PROBLEM REQUIREMENTS:
Check each line of the records below for the word "Serialize" and copy those where it appears.

[[ SUPPLIED ENTRIES open ]]

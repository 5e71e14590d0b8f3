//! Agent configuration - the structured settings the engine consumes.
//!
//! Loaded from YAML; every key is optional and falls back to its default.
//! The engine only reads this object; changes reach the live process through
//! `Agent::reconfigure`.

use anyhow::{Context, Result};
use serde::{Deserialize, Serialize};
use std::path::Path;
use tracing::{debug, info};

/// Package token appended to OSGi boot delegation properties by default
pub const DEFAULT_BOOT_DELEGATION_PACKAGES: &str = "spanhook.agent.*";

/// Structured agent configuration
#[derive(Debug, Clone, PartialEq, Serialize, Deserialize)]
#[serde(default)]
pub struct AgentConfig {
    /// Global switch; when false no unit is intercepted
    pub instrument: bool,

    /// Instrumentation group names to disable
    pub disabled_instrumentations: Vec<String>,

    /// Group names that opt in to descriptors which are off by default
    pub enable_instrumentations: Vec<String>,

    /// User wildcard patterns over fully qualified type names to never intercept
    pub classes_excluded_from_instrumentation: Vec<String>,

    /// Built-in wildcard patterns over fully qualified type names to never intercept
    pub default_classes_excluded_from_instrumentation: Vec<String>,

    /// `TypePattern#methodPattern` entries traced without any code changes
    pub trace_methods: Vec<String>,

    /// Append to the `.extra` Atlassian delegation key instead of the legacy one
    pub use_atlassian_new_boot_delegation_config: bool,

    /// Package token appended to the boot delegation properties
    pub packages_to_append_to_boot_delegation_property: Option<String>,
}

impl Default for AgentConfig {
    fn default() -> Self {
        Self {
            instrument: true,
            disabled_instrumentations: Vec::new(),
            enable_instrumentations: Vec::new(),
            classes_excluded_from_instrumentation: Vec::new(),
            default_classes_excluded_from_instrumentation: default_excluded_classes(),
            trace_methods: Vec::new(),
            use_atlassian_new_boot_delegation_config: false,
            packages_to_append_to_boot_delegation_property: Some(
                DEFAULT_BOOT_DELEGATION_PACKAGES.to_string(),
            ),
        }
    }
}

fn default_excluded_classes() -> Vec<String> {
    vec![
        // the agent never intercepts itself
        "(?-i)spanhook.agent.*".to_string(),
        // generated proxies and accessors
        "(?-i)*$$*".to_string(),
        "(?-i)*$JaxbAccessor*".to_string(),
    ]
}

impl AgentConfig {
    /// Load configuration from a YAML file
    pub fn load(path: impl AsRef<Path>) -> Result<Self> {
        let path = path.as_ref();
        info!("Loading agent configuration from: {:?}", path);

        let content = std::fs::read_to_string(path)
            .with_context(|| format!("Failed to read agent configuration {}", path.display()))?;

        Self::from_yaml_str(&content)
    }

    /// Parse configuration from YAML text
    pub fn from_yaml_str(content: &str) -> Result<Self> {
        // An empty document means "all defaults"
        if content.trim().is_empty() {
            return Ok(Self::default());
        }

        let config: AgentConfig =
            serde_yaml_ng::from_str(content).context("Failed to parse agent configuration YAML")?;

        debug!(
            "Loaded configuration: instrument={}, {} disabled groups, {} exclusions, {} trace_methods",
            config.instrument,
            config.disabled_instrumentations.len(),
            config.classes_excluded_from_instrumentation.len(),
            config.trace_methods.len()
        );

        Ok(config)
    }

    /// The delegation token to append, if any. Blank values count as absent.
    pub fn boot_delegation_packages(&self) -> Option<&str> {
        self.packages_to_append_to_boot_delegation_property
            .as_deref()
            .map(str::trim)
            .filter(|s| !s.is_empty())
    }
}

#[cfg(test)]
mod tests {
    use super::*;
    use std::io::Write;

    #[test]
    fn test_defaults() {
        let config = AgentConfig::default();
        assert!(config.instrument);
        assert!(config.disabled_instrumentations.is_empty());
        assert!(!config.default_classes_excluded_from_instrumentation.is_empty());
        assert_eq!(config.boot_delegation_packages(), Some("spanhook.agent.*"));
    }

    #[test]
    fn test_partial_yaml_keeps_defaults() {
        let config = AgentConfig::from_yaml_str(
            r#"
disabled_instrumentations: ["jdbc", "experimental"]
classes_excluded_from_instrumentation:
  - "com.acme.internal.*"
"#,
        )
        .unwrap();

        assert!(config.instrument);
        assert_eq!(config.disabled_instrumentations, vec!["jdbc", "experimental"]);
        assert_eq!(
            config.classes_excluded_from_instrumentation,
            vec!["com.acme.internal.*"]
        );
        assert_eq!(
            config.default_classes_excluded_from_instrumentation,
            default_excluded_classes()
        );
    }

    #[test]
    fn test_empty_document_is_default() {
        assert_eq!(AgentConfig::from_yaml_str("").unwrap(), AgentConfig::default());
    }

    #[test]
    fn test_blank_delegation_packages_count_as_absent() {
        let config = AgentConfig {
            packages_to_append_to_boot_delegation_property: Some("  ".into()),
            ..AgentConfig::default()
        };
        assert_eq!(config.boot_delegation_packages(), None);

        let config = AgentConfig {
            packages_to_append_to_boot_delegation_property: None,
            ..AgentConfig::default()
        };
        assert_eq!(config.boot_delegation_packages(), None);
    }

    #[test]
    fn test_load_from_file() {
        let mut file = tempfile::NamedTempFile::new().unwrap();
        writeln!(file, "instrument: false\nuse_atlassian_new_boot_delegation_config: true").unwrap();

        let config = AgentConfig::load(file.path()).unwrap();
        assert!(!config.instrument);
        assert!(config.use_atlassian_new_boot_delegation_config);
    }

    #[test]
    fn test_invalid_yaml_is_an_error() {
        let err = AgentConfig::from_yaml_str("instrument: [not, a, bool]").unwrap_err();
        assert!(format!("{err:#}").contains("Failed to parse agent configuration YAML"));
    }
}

[[ SUPPLIED ENTRIES closed ]]

ANSWER TO THE EXERCISE:
use serde::{Deserialize, Serialize};
#[derive(Debug, Clone, PartialEq, Serialize, Deserialize)]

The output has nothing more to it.